Unnamed: 0,battery_power,has_bluetooth,clock_speed,has_dual_sim,front_camera_megapixels,has_four_g,internal_memory,depth,weight,number_of_cores,primary_camera_megapixels,pixel_resolution_height,pixel_resolution_width,ram,screen_height,screen_width,talk_time,has_three_g,has_touch_screen,has_wifi,price_range
0,672,0,0.5,0,7,1,35,0.1,99,8,17,574,1267,1403,16,7,6,1,0,0,0
1,1201,1,0.5,0,1,1,10,0.4,198,6,5,1151,1723,726,11,4,3,1,1,0,0
2,1007,0,2.0,0,0,0,45,0.1,95,5,2,1186,1529,3648,9,0,16,0,0,0,3
3,990,1,2.7,1,3,0,15,0.9,153,2,7,1466,1717,2698,11,8,6,1,0,0,2
4,1948,0,2.9,1,4,0,5,0.2,136,1,13,651,700,361,6,1,10,0,1,0,0


## Create Training, Validation, and Test Sets

In [3]:
# separating the feature columns from the target column
feature_columns = [
    "battery_power",
    "has_bluetooth",
    "clock_speed",
    "has_dual_sim",
    "front_camera_megapixels",
    "has_four_g",
    "internal_memory",
    "depth",
    "weight",
    "number_of_cores",
    "primary_camera_megapixels",
    "pixel_resolution_height",
    "pixel_resolution_width",
    "ram",
    "screen_height",
    "screen_width",
    "talk_time",
    "has_three_g",
    "has_touch_screen",
    "has_wifi"
]

target_column = "price_range"

# to make sure that we didnt miss any columns, we'll assert that the counts sum up
assert (len(feature_columns) + 1 == len(data.columns))
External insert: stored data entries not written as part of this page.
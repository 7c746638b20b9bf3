//! Error types for download operations.

use reqwest::StatusCode;
use std::io;
use std::path::PathBuf;
use thiserror::Error;

/// Errors that can occur while probing, fetching or assembling a download.
#[derive(Error, Debug)]
pub enum DownloadError {
    /// Probe or range fetch received a status other than 200 or 206.
    #[error("bad response status {status} from {url}")]
    BadStatus {
        /// The status the server answered with.
        status: StatusCode,
        /// The URL of the request that received it.
        url: String,
    },

    /// A redirect chain grew past the configured limit.
    #[error("stopped after {0} consecutive redirects")]
    RedirectLimitExceeded(usize),

    /// The server closed the body before the range was fully transferred.
    #[error("server closed the connection with {remaining} bytes of range {start}-{end} outstanding")]
    UnexpectedClose {
        /// Cursor of the range when the stream ended.
        start: u64,
        /// Inclusive end of the range.
        end: u64,
        /// Bytes still missing.
        remaining: u64,
    },

    /// Local file error (create, write, sync, rename).
    #[error(transparent)]
    Io(#[from] io::Error),

    /// HTTP request or body stream error.
    #[error(transparent)]
    Reqwest(#[from] reqwest::Error),

    /// Checkpoint serialization error.
    #[error(transparent)]
    SerdeJson(#[from] serde_json::Error),

    /// Assembled content did not match its expected digest.
    ///
    /// Reserved: nothing in the engine verifies content yet.
    #[error("checksum mismatch: expected {expected}, got {actual}")]
    ChecksumFailure {
        /// Digest the content should have had.
        expected: String,
        /// Digest the content actually had.
        actual: String,
    },

    /// The URL could not be parsed.
    #[error("invalid url '{0}'")]
    InvalidUrl(String),

    /// A response header carried a value we could not interpret.
    #[error("invalid {name} header: {value}")]
    InvalidHeader {
        /// Header name.
        name: &'static str,
        /// Raw header value.
        value: String,
    },

    /// Configuration values that cannot drive a download.
    #[error("invalid configuration: {0}")]
    InvalidConfig(String),

    /// No checkpoint exists for the named job.
    #[error("no checkpoint found for job '{0}'")]
    CheckpointNotFound(String),

    /// The checkpoint was written by a newer schema than this build understands.
    #[error("checkpoint version {found} is newer than supported version {supported}")]
    UnsupportedCheckpoint {
        /// Version recorded in the file.
        found: u32,
        /// Highest version this build reads.
        supported: u32,
    },

    /// No response headers arrived within the configured ceiling.
    #[error("no response within {0:?}")]
    Timeout(std::time::Duration),

    /// A resumed job's temp file is gone, so its finished ranges are lost.
    #[error("temp file {} is missing; start the download again", .0.display())]
    TempFileMissing(PathBuf),

    /// A resumed job's temp file does not have the resource's length.
    #[error("temp file {} is {actual} bytes, expected {expected}", .path.display())]
    TempFileLength {
        /// The temp file.
        path: PathBuf,
        /// Length of the resource.
        expected: u64,
        /// Length found on disk.
        actual: u64,
    },

    /// A worker task panicked or was aborted.
    #[error("download task failed: {0}")]
    TaskFailed(String),
}

impl DownloadError {
    /// Whether another attempt at the same request may succeed.
    ///
    /// Network-level failures and short bodies are transient. Local disk
    /// faults, bad statuses and redirect loops are not fixed by retrying.
    pub fn is_retryable(&self) -> bool {
        match self {
            DownloadError::UnexpectedClose { .. } | DownloadError::Timeout(_) => true,
            DownloadError::Reqwest(e) => !e.is_builder() && !e.is_redirect(),
            _ => false,
        }
    }
}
Create a 60%, 20%, 20% split for training, validation and test sets.

In [4]:
train, validate, test = np.split(data.sample(frac=1), [int(0.6*len(data)), int(0.8*len(data))])

In [5]:
X_train = train[feature_columns]
y_train = train[target_column]

In [6]:
X_validate = validate[feature_columns]
y_validate = validate[target_column]

In [7]:
print(X_train.shape)
print(X_validate.shape)

(720, 20)
(240, 20)


In [8]:
print(y_train.shape)
print(y_validate.shape)

(720,)
(240,)


## Load the the Transformer

In [9]:
# loading the preprocessing pipeline we built in the previous notebook
transformer = joblib.load("column_transformer.joblib")

## Train a Model

In [10]:
model = XGBClassifier()

pipeline = Pipeline(steps=[("preprocessor", transformer),
                           ("model", model)])

pipeline.fit(X_train, y_train)



Pipeline(steps=[('preprocessor',
                 ColumnTransformer(remainder='passthrough',
                                   transformers=[('numerical',
                                                  Pipeline(steps=[('imputer',
                                                                   SimpleImputer()),
                                                                  ('scaler',
                                                                   StandardScaler())]),
                                                  ['battery_power',
                                                   'clock_speed',
                                                   'front_camera_megapixels',
                                                   'internal_memory', 'depth',
                                                   'weight', 'number_of_cores',
                                                   'primary_camera_megapixels',
                                                   'pixel_resolut

## Test Model With Single Sample

In [11]:
result = model.predict(X_validate.iloc[[0]])

result

array([3])

## Hyperparameter Tuning

To do hyperparameter tuning, we'll use the Hyperopt package.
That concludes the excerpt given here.